１音声入力手段２単語音声切り出し部３特徴抽出部４状態数推定部５類似単語判定部６状態数加算部７学習部８音声辞書ファイル９照合判定部１０判定結果出力部 1 voice input means 2 word voice cutout unit 3 feature extraction unit 4 state number estimation unit 5 similar word determination unit 6 state number addition unit 7 learning unit 8 voice dictionary file 9 collation determination unit 10 determination result output unit

Claims

[Claims]

1. A voice input means for inputting a voice including a word voice, a word voice cutout unit for cutting out only a portion of the word voice from the input voice, and a feature extraction for extracting feature data from the cut out word voice. Section, a state number estimation section that estimates the number of states for the word speech when modeling with the Markov model from the feature data, and similarity that determines whether a word similar to the word speech to be newly registered has already been registered. A word determination unit, a number-of-states addition unit that increases the number of estimated states, a learning unit that applies feature data to a word model to obtain Markov model parameters, and a voice dictionary file that includes the learned Markov model parameters.
A speech recognition apparatus comprising: a matching determination unit that calculates a likelihood for each word model and determines a recognition candidate; and a determination result output unit that outputs a recognition result.

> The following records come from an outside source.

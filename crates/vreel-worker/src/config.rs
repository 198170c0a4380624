//! Pipeline configuration.

use std::collections::BTreeSet;
use std::path::PathBuf;
use std::time::Duration;

use vreel_media::{MetricConfig, SamplingOptions, DEFAULT_BATCH_SIZE, HD_ANALYSIS_WIDTH};
use vreel_models::{
    default_score_weights, is_valid_score, MetricKind, MetricWeight, SegmenterParams,
    ShortFragmentPolicy, SourceId, TailPolicy,
};

use crate::error::{PipelineError, PipelineResult};
use crate::state::RunMode;

/// Pipeline configuration.
#[derive(Debug, Clone)]
pub struct PipelineConfig {
    /// Source recordings, in the order given
    pub inputs: Vec<PathBuf>,
    /// Directory receiving the run report
    pub output_dir: PathBuf,
    /// Directory holding stage checkpoints
    pub checkpoint_dir: PathBuf,
    /// Requested highlight length (seconds)
    pub target_duration_secs: f64,
    /// Minimum quality for a segment to be eligible
    pub min_quality_threshold: f64,
    /// Quality weights per metric
    pub score_weights: Vec<MetricWeight>,
    /// Seconds between sampled frames
    pub sample_interval_secs: f64,
    /// Analysis frame width
    pub analysis_width: u32,
    /// Minimum distance between two selected segments of one source (seconds)
    pub min_spacing_secs: f64,
    pub segmenter: SegmenterParams,
    pub metrics: MetricConfig,
    /// Maximum sources analysed concurrently
    pub max_source_parallel: usize,
    /// Per-source analysis timeout
    pub source_timeout: Duration,
    /// Frames scored per batch
    pub batch_size: usize,
    pub run_mode: RunMode,
}

impl Default for PipelineConfig {
    fn default() -> Self {
        Self {
            inputs: Vec::new(),
            output_dir: PathBuf::from("output"),
            checkpoint_dir: PathBuf::from("output/checkpoints"),
            target_duration_secs: 300.0,
            min_quality_threshold: 7.0,
            score_weights: default_score_weights(),
            sample_interval_secs: 1.0,
            analysis_width: SamplingOptions::default().analysis_width,
            min_spacing_secs: 15.0,
            segmenter: SegmenterParams::default(),
            metrics: MetricConfig::default(),
            max_source_parallel: 2,
            source_timeout: Duration::from_secs(1800), // 30 minutes
            batch_size: DEFAULT_BATCH_SIZE,
            run_mode: RunMode::All,
        }
    }
}

impl PipelineConfig {
    /// Create config from `VREEL_*` environment variables.
    pub fn from_env() -> PipelineResult<Self> {
        let defaults = Self::default();

        let inputs = std::env::var("VREEL_INPUTS")
            .map(|s| {
                s.split(',')
                    .map(str::trim)
                    .filter(|p| !p.is_empty())
                    .map(PathBuf::from)
                    .collect()
            })
            .unwrap_or_default();

        let output_dir = std::env::var("VREEL_OUTPUT_DIR")
            .map(PathBuf::from)
            .unwrap_or(defaults.output_dir);
        let checkpoint_dir = std::env::var("VREEL_CHECKPOINT_DIR")
            .map(PathBuf::from)
            .unwrap_or_else(|_| output_dir.join("checkpoints"));

        let resize_to_hd = std::env::var("VREEL_RESIZE_TO_HD")
            .map(|v| matches!(v.to_lowercase().as_str(), "1" | "true" | "yes"))
            .unwrap_or(false);
        let analysis_width = if resize_to_hd {
            HD_ANALYSIS_WIDTH
        } else {
            env_parse("VREEL_ANALYSIS_WIDTH")?.unwrap_or(defaults.analysis_width)
        };

        let short_fragment_policy = match std::env::var("VREEL_SHORT_FRAGMENT_POLICY") {
            Ok(v) => parse_short_fragment_policy(&v)?,
            Err(_) => defaults.segmenter.short_fragment_policy,
        };
        let tail_policy = match std::env::var("VREEL_TAIL_POLICY") {
            Ok(v) => parse_tail_policy(&v)?,
            Err(_) => defaults.segmenter.tail_policy,
        };

        let run_mode = match std::env::var("VREEL_RUN_MODE") {
            Ok(v) => v.parse().map_err(PipelineError::config)?,
            Err(_) => defaults.run_mode,
        };

        let config = Self {
            inputs,
            output_dir,
            checkpoint_dir,
            target_duration_secs: env_parse("VREEL_TARGET_DURATION")?
                .unwrap_or(defaults.target_duration_secs),
            min_quality_threshold: env_parse("VREEL_MIN_QUALITY")?
                .unwrap_or(defaults.min_quality_threshold),
            score_weights: defaults.score_weights,
            sample_interval_secs: env_parse("VREEL_SAMPLE_INTERVAL")?
                .unwrap_or(defaults.sample_interval_secs),
            analysis_width,
            min_spacing_secs: env_parse("VREEL_MIN_SPACING_SECS")?
                .unwrap_or(defaults.min_spacing_secs),
            segmenter: SegmenterParams {
                short_fragment_policy,
                tail_policy,
                ..defaults.segmenter
            },
            metrics: MetricConfig {
                scene_cut_threshold: env_parse("VREEL_SCENE_CUT_THRESHOLD")?
                    .unwrap_or(defaults.metrics.scene_cut_threshold),
                ..defaults.metrics
            },
            max_source_parallel: env_parse("VREEL_MAX_SOURCE_PARALLEL")?
                .unwrap_or(defaults.max_source_parallel),
            source_timeout: Duration::from_secs(
                env_parse("VREEL_SOURCE_TIMEOUT_SECS")?.unwrap_or(defaults.source_timeout.as_secs()),
            ),
            batch_size: env_parse("VREEL_BATCH_SIZE")?.unwrap_or(defaults.batch_size),
            run_mode,
        };

        config.validate()?;
        Ok(config)
    }

    /// Check ranges and input paths.
    pub fn validate(&self) -> PipelineResult<()> {
        if !is_positive(self.target_duration_secs) {
            return Err(PipelineError::config("target duration must be greater than zero"));
        }
        if !is_valid_score(self.min_quality_threshold) {
            return Err(PipelineError::config(format!(
                "quality threshold {} is outside [1.0, 10.0]",
                self.min_quality_threshold
            )));
        }
        if !is_positive(self.sample_interval_secs) {
            return Err(PipelineError::config("sample interval must be greater than zero"));
        }
        if self.min_spacing_secs < 0.0 {
            return Err(PipelineError::config("minimum spacing must not be negative"));
        }
        if self.analysis_width < 2 {
            return Err(PipelineError::config("analysis width must be at least 2 pixels"));
        }
        if self.max_source_parallel == 0 {
            return Err(PipelineError::config("at least one source must be analysed at a time"));
        }
        let seg = &self.segmenter;
        if !is_positive(seg.min_segment_secs) || seg.min_segment_secs > seg.max_segment_secs {
            return Err(PipelineError::config(format!(
                "invalid segment bounds [{}, {}]",
                seg.min_segment_secs, seg.max_segment_secs
            )));
        }

        let total: f64 = self.score_weights.iter().map(|w| w.weight).sum();
        let covered = MetricKind::ALL
            .iter()
            .all(|k| self.score_weights.iter().any(|w| w.metric == *k));
        if !covered || (total - 1.0).abs() > 0.01 {
            return Err(PipelineError::config("score weights must cover every metric and sum to 1"));
        }

        if self.inputs.is_empty() && !self.run_mode.is_resume() {
            return Err(PipelineError::config("no input recordings given (VREEL_INPUTS)"));
        }

        let mut seen = BTreeSet::new();
        for path in &self.inputs {
            let is_mp4 = path
                .extension()
                .map(|e| e.eq_ignore_ascii_case("mp4"))
                .unwrap_or(false);
            if !is_mp4 {
                return Err(PipelineError::config(format!(
                    "{} is not an .mp4 file",
                    path.display()
                )));
            }
            if !seen.insert(SourceId::from_path(path)) {
                return Err(PipelineError::config(format!(
                    "duplicate source id for {}",
                    path.display()
                )));
            }
        }

        Ok(())
    }

    /// Identifiers of the configured inputs.
    pub fn source_ids(&self) -> BTreeSet<SourceId> {
        self.inputs.iter().map(SourceId::from_path).collect()
    }

    pub fn sampling(&self) -> SamplingOptions {
        SamplingOptions {
            interval_secs: self.sample_interval_secs,
            analysis_width: self.analysis_width,
        }
    }
}

fn is_positive(v: f64) -> bool {
    v.is_finite() && v > 0.0
}

/// Parse an optional variable; a value that is set but malformed is an error.
fn env_parse<T: std::str::FromStr>(key: &str) -> PipelineResult<Option<T>> {
    match std::env::var(key) {
        Ok(raw) => raw
            .trim()
            .parse()
            .map(Some)
            .map_err(|_| PipelineError::config(format!("{} has an invalid value '{}'", key, raw.trim()))),
        Err(_) => Ok(None),
    }
}

fn parse_short_fragment_policy(value: &str) -> PipelineResult<ShortFragmentPolicy> {
    match value.trim().to_lowercase().as_str() {
        "merge_into_next" | "merge" => Ok(ShortFragmentPolicy::MergeIntoNext),
        "drop" => Ok(ShortFragmentPolicy::Drop),
        other => Err(PipelineError::config(format!("unknown short fragment policy '{}'", other))),
    }
}

fn parse_tail_policy(value: &str) -> PipelineResult<TailPolicy> {
    match value.trim().to_lowercase().as_str() {
        "merge_into_previous" | "merge" => Ok(TailPolicy::MergeIntoPrevious),
        "drop" => Ok(TailPolicy::Drop),
        other => Err(PipelineError::config(format!("unknown tail policy '{}'", other))),
    }
}

#[cfg(test)]
mod tests {
    use super::*;
    use vreel_models::Stage;

    fn config_with(inputs: &[&str]) -> PipelineConfig {
        PipelineConfig {
            inputs: inputs.iter().map(PathBuf::from).collect(),
            ..Default::default()
        }
    }

    #[test]
    fn test_defaults_are_valid() {
        let config = config_with(&["a.mp4", "b.MP4"]);
        assert!(config.validate().is_ok());
        assert_eq!(config.min_spacing_secs, 15.0);
        assert_eq!(config.min_quality_threshold, 7.0);
        assert_eq!(config.source_ids().len(), 2);
    }

    #[test]
    fn test_rejects_bad_inputs() {
        assert!(config_with(&["a.mov"]).validate().is_err());
        assert!(config_with(&["x/a.mp4", "y/a.mp4"]).validate().is_err());
        assert!(config_with(&[]).validate().is_err());

        let resume = PipelineConfig {
            run_mode: RunMode::From(Stage::Assembly),
            ..Default::default()
        };
        assert!(resume.validate().is_ok());
    }

    #[test]
    fn test_rejects_out_of_range_values() {
        let mut config = config_with(&["a.mp4"]);
        config.min_quality_threshold = 11.0;
        assert!(config.validate().is_err());

        let mut config = config_with(&["a.mp4"]);
        config.target_duration_secs = 0.0;
        assert!(config.validate().is_err());

        let mut config = config_with(&["a.mp4"]);
        config.score_weights.pop();
        assert!(config.validate().is_err());
    }

    #[test]
    fn test_policy_parsing() {
        assert_eq!(parse_tail_policy("drop").unwrap(), TailPolicy::Drop);
        assert_eq!(
            parse_short_fragment_policy("MERGE_INTO_NEXT").unwrap(),
            ShortFragmentPolicy::MergeIntoNext
        );
        assert!(parse_tail_policy("stretch").is_err());
    }

    #[test]
    fn test_malformed_number_is_a_config_error() {
        std::env::set_var("VREEL_TEST_MIN_QUALITY", "7,5");
        let err = env_parse::<f64>("VREEL_TEST_MIN_QUALITY").unwrap_err();
        assert!(matches!(err, PipelineError::Config(ref msg) if msg.contains("VREEL_TEST_MIN_QUALITY")));

        std::env::set_var("VREEL_TEST_MIN_QUALITY", " 6.5 ");
        assert_eq!(env_parse::<f64>("VREEL_TEST_MIN_QUALITY").unwrap(), Some(6.5));
        std::env::remove_var("VREEL_TEST_MIN_QUALITY");

        assert_eq!(env_parse::<f64>("VREEL_TEST_UNSET_VALUE").unwrap(), None);
    }
}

2. In order to perform learning again for the registered words with the increased number of states, in addition to the learned Markov model parameters, the characteristic data of the word sounds are also stored. The voice recognition device according to claim 1, wherein the voice recognition device is a voice recognition device.